Figures released today by the Northern Ireland Department of Health show that there were eight abortions in Health and Social Care Trust hospitals in Northern Ireland from 1 April 2018 to 31 March 2019, four less than in 2017/18.
This could be the last year that so few abortions take place in Northern Ireland. Although some women do travel to England and Wales for abortions from Northern Ireland when these abortions are taken into account, the abortion rate among Northern Ireland residents is far below that of England and Wales, and one of the lowest in the world.
This is reflected in a robust statistical analysis, verified by the Advertising Standards Authority, which shows 100,000 people in Northern Ireland are alive today because Northern Ireland did not accept the same abortion law that was introduced throughout the rest of the United Kingdom in 1967.
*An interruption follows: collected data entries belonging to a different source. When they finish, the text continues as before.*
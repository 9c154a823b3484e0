//! Discovery of controllers and the modules they belong to.

use std::collections::HashMap;
use std::fs;

use indexmap::IndexMap;
use nsdk_common::naming::{is_reserved_object_key, lowercase_first};
use nsdk_common::paths::{join_slash, parent_dir};
use tracing::debug;

use crate::controller::{SdkController, analyze_controller};
use crate::diagnostics::Warnings;
use crate::error::AnalyzerError;
use crate::source::{DeclarationKind, SourceProject};

/// Module name -> controller camel class name -> controller.
pub type SdkModules = IndexMap<String, IndexMap<String, SdkController>>;

const CONTROLLER_SUFFIX: &str = ".controller.ts";
const MODULE_SUFFIX: &str = ".module.ts";

/// Whether a root-relative path names a controller file.
pub fn is_controller_file(relative_path: &str) -> bool {
    relative_path.ends_with(CONTROLLER_SUFFIX)
}

/// Analyze every controller file and group the controllers per module.
pub fn analyze_controllers(
    project: &SourceProject,
    controllers: &[String],
    warnings: &mut Warnings,
) -> Result<SdkModules, AnalyzerError> {
    let mut collected = SdkModules::new();
    let mut discovery = ModuleDiscovery::new(project);

    debug!("Analyzing {} controllers...", controllers.len());

    for (i, controller_path) in controllers.iter().enumerate() {
        debug!(
            "===== Analyzing controller {}/{}: {controller_path} =====",
            i + 1,
            controllers.len()
        );

        let module_name = discovery.module_of(controller_path)?;

        let Some(controller) = analyze_controller(project, controller_path, warnings)
            .map_err(|err| err.in_controller(controller_path))?
        else {
            continue;
        };

        if is_reserved_object_key(&controller.registration_name) {
            return Err(AnalyzerError::ReservedName {
                kind: "controller",
                name: controller.registration_name,
            });
        }

        let module = collected.entry(module_name.clone()).or_default();
        if let Some(existing) = module.get(&controller.camel_class_name) {
            return Err(AnalyzerError::ControllerNameCollision {
                name: controller.camel_class_name,
                module: module_name,
                first: existing.path.clone(),
                second: controller.path,
            });
        }
        module.insert(controller.camel_class_name.clone(), controller);
    }

    Ok(collected)
}

/// Nearest-module lookup with a per-directory cache.
#[derive(Debug)]
struct ModuleDiscovery<'a> {
    project: &'a SourceProject,
    /// Directory -> module name.
    by_dir: HashMap<String, String>,
    /// Module name -> module file.
    declared: HashMap<String, String>,
}

impl<'a> ModuleDiscovery<'a> {
    fn new(project: &'a SourceProject) -> Self {
        Self {
            project,
            by_dir: HashMap::new(),
            declared: HashMap::new(),
        }
    }

    fn module_of(&mut self, controller_path: &str) -> Result<String, AnalyzerError> {
        let dir = parent_dir(controller_path);

        if let Some(name) = self.by_dir.get(dir) {
            return Ok(name.clone());
        }

        let module_path =
            self.find_module_file(dir)?
                .ok_or_else(|| AnalyzerError::ModuleFileNotFound {
                    controller: controller_path.to_string(),
                })?;

        let name = self.module_name(&module_path)?;
        debug!("Discovered module: {name}");

        if let Some(existing) = self.declared.get(&name)
            && *existing != module_path
        {
            return Err(AnalyzerError::ModuleNameCollision {
                name,
                first: existing.clone(),
                second: module_path,
            });
        }

        if is_reserved_object_key(&name) {
            return Err(AnalyzerError::ReservedName { kind: "module", name });
        }

        self.declared.insert(name.clone(), module_path);
        self.by_dir.insert(dir.to_string(), name.clone());
        Ok(name)
    }

    /// First `*.module.ts` file (by name) in `dir` or its ancestors, up to the
    /// project root.
    fn find_module_file(&self, dir: &str) -> Result<Option<String>, AnalyzerError> {
        let mut current = dir;

        loop {
            let absolute = self.project.root().join(current);
            let entries = fs::read_dir(&absolute).map_err(|source| AnalyzerError::Io {
                path: absolute.display().to_string(),
                source,
            })?;

            let mut candidates: Vec<String> = entries
                .filter_map(Result::ok)
                .filter(|entry| entry.file_type().is_ok_and(|t| t.is_file()))
                .filter_map(|entry| entry.file_name().into_string().ok())
                .filter(|name| name.ends_with(MODULE_SUFFIX))
                .collect();
            candidates.sort();

            if let Some(name) = candidates.into_iter().next() {
                return Ok(Some(join_slash(current, &name)));
            }

            if current.is_empty() {
                return Ok(None);
            }
            current = parent_dir(current);
        }
    }

    fn module_name(&self, module_path: &str) -> Result<String, AnalyzerError> {
        let invalid = |reason: String| AnalyzerError::InvalidModule {
            path: module_path.to_string(),
            reason,
        };

        let file = self.project.file(module_path)?;
        let class = file
            .declarations()
            .iter()
            .find(|decl| decl.kind == DeclarationKind::Class && !decl.decorators.is_empty())
            .ok_or_else(|| invalid("no decorated class declaration found".to_string()))?;

        match class.decorators.as_slice() {
            [dec] if dec.name == "Module" => Ok(lowercase_first(&class.name)),
            [dec] => Err(invalid(format!(
                "the decorator on module class {} was expected to be a @Module, found a @{} instead",
                class.name, dec.name
            ))),
            _ => Err(invalid(format!(
                "found multiple decorators on module class {}",
                class.name
            ))),
        }
    }
}
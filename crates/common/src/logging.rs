//! Tracing setup for the `nsdk` binary.

use tracing_subscriber::EnvFilter;
use tracing_subscriber::layer::SubscriberExt;
use tracing_subscriber::util::SubscriberInitExt;
use tracing_subscriber::Layer;

/// Environment variable holding the log level or filter spec.
pub const LOG_ENV_VAR: &str = "NSDK_LOG";

/// Crates whose events are shown by default.
const NSDK_TARGETS: [&str; 4] = ["nsdk_common", "nsdk_core", "nsdk_codegen", "nsdk_cli"];

/// Install the global fmt subscriber.
///
/// `NSDK_LOG` controls the level: "trace", "debug", "info", "warn", "error"
/// or a full tracing filter spec like "nsdk_core=debug,nsdk_cli=warn".
/// `verbose` lowers the default level to `debug` when `NSDK_LOG` is unset.
pub fn init_tracing(verbose: bool) {
    let default_level = if verbose { "debug" } else { "info" };
    let filter = build_filter(std::env::var(LOG_ENV_VAR).ok().as_deref(), default_level);

    let fmt_layer = tracing_subscriber::fmt::layer()
        .with_writer(std::io::stderr)
        .with_target(true)
        .with_line_number(true)
        .with_file(true)
        .with_filter(EnvFilter::new(filter));

    if tracing_subscriber::registry()
        .with(fmt_layer)
        .try_init()
        .is_err()
    {
        eprintln!("Warning: tracing subscriber already initialized");
    }
}

fn build_filter(env_value: Option<&str>, default_level: &str) -> String {
    match env_value {
        Some(level) if is_plain_level(level) => targets_at(level),
        Some(spec) if !spec.trim().is_empty() => spec.to_string(),
        _ => targets_at(default_level),
    }
}

fn targets_at(level: &str) -> String {
    NSDK_TARGETS
        .iter()
        .map(|target| format!("{target}={level}"))
        .collect::<Vec<_>>()
        .join(",")
}

fn is_plain_level(s: &str) -> bool {
    matches!(
        s.to_ascii_lowercase().as_str(),
        "trace" | "debug" | "info" | "warn" | "error"
    )
}

#[cfg(test)]
mod tests {
    use super::*;

    #[test]
    fn plain_level_applies_to_every_crate() {
        let filter = build_filter(Some("warn"), "info");
        assert_eq!(
            filter,
            "nsdk_common=warn,nsdk_core=warn,nsdk_codegen=warn,nsdk_cli=warn"
        );
    }

    #[test]
    fn full_spec_is_kept_verbatim() {
        assert_eq!(
            build_filter(Some("nsdk_core=trace"), "info"),
            "nsdk_core=trace"
        );
    }

    #[test]
    fn missing_variable_uses_default_level() {
        assert!(build_filter(None, "debug").starts_with("nsdk_common=debug"));
        assert!(build_filter(Some("  "), "info").contains("nsdk_cli=info"));
    }
}
//! `nsdk`: generate a typed TypeScript SDK from a NestJS API.

mod cli;

use clap::{CommandFactory, Parser, Subcommand};

#[derive(Parser, Debug)]
#[command(
    name = "nsdk",
    version,
    about = "Generate a typed TypeScript SDK from NestJS controllers"
)]
struct Cli {
    /// Show debug logs
    #[arg(short, long, global = true)]
    verbose: bool,

    #[command(subcommand)]
    command: Option<Commands>,
}

#[derive(Subcommand, Debug)]
enum Commands {
    /// Analyze the API and optionally dump the SDK content as JSON
    Analyze(cli::analyze::AnalyzeArgs),
    /// Analyze the API and generate the SDK
    Generate(cli::generate::GenerateArgs),
}

fn run(args: impl IntoIterator<Item = String>) -> i32 {
    match Cli::try_parse_from(args) {
        Ok(cli) => match cli.command {
            Some(Commands::Analyze(args)) => cli::analyze::run(args, cli.verbose),
            Some(Commands::Generate(args)) => cli::generate::run(args, cli.verbose),
            None => {
                let mut cmd = Cli::command();
                let _ = cmd.print_help();
                println!();
                0
            }
        },
        Err(e) => {
            let code = e.exit_code();
            let _ = e.print();
            code
        }
    }
}

fn main() {
    std::process::exit(run(std::env::args()));
}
The current Conservative Government are legally required, by the Northern Ireland (Executive Formation etc) Act 2019, to introduce a limited abortion framework in the province.
The Government has launched a consultation on a proposed abortion framework for Northern Ireland which goes far beyond what the Government is required to do by the Northern Ireland (Executive Formation etc) Act 2019.
The proposed framework drops many of the current legal safeguards provided by the Abortion Act in England and Wales. The proposals open up abortion provision to any healthcare professional, which could include pharmacists, nurses, midwives, healthcare assistants, art therapists and dieticians. It also drops the requirement that two doctors sign off on an abortion.
The proposal includes virtually no legal limit on the locations on where abortions can take place, potentially allowing for the home use of both abortion pills along with abortion provision in pharmacies, GPs surgeries, school nurse clinics, mobile abortion clinics and ‘telemed’ abortions.
In practice, abortion on demand would be available to either 22 or 24 weeks under mental health grounds. Abortion without certification would be available to either 12 or 14 weeks. This would allow sex-selective abortions to be available on-demand through this period with no specific provision banning sex-selective abortion through 22/24 weeks.
The proposal would also see abortion for disabilities, including cleft lip, club foot and Down’s syndrome introduced to Northern Ireland, and possibly available right through to birth.
In England and Wales – where abortion is available up until birth if a baby has a disability – people with disabilities are unjustly and disproportionately targeted by abortion legislation.
The latest available figures show that 90% of children diagnosed with Down’s syndrome before birth are aborted in England and Wales.
Northern Ireland has a very different approach. Disability-selective abortion for Down’s syndrome is not permitted and there is a culture of welcoming and supporting people with this disability rather than screening them out.
This is reflected directly in the latest figures (2016) from the Department of Health in Northern Ireland, which show that while there were 52 children born with Down’s syndrome, in the same year, only 1 child from Northern Ireland with Down’s syndrome was aborted in England and Wales.
This very large discriminatory change was highlighted in a speech by disabled peer Lord Shinkwin in the House of Lords when he was speaking against the proposed changes.
A spokesperson for Right To Life UK Catherine Robinson said:
“Sadly, this could be the last year that so few abortions take place in Northern Ireland. Although some women do travel to England and Wales for abortions from Northern Ireland, when these are taken into account, the abortion rate among Northern Ireland residents is far below that of England and Wales, and one of the lowest in the world.
This is reflected in a robust statistical analysis, verified by the Advertising Standards Authority which shows 100,000 people in Northern Ireland are alive today because Northern Ireland did not accept the same abortion law that was introduced into Britain in 1967.
Now that the Northern Ireland Assembly has been restored, it is vital that devolution is respected and the decision around this important issue are made by the elected representatives of the Northern Irish people.
The Government is required by Northern Ireland (Executive Formation etc) Act 2019 to introduce a limited abortion framework to Northern Ireland on March 31st. For the Conservative Government to go beyond what is strictly necessary to comply with the Northern Ireland (Executive Formation) Act 2019, after it has repeatedly stated that it wishes to respect the devolution settlement and the people of Northern Ireland, is unacceptable and unnecessary.
This proposed abortion framework is a blatant attempt by the Government to further undermine the will of the people of Northern Ireland. It adds insult to injury after Westminster voted to impose new abortion laws on Northern Ireland and will likely lead to an even larger increase in the number of lives lost to abortion.”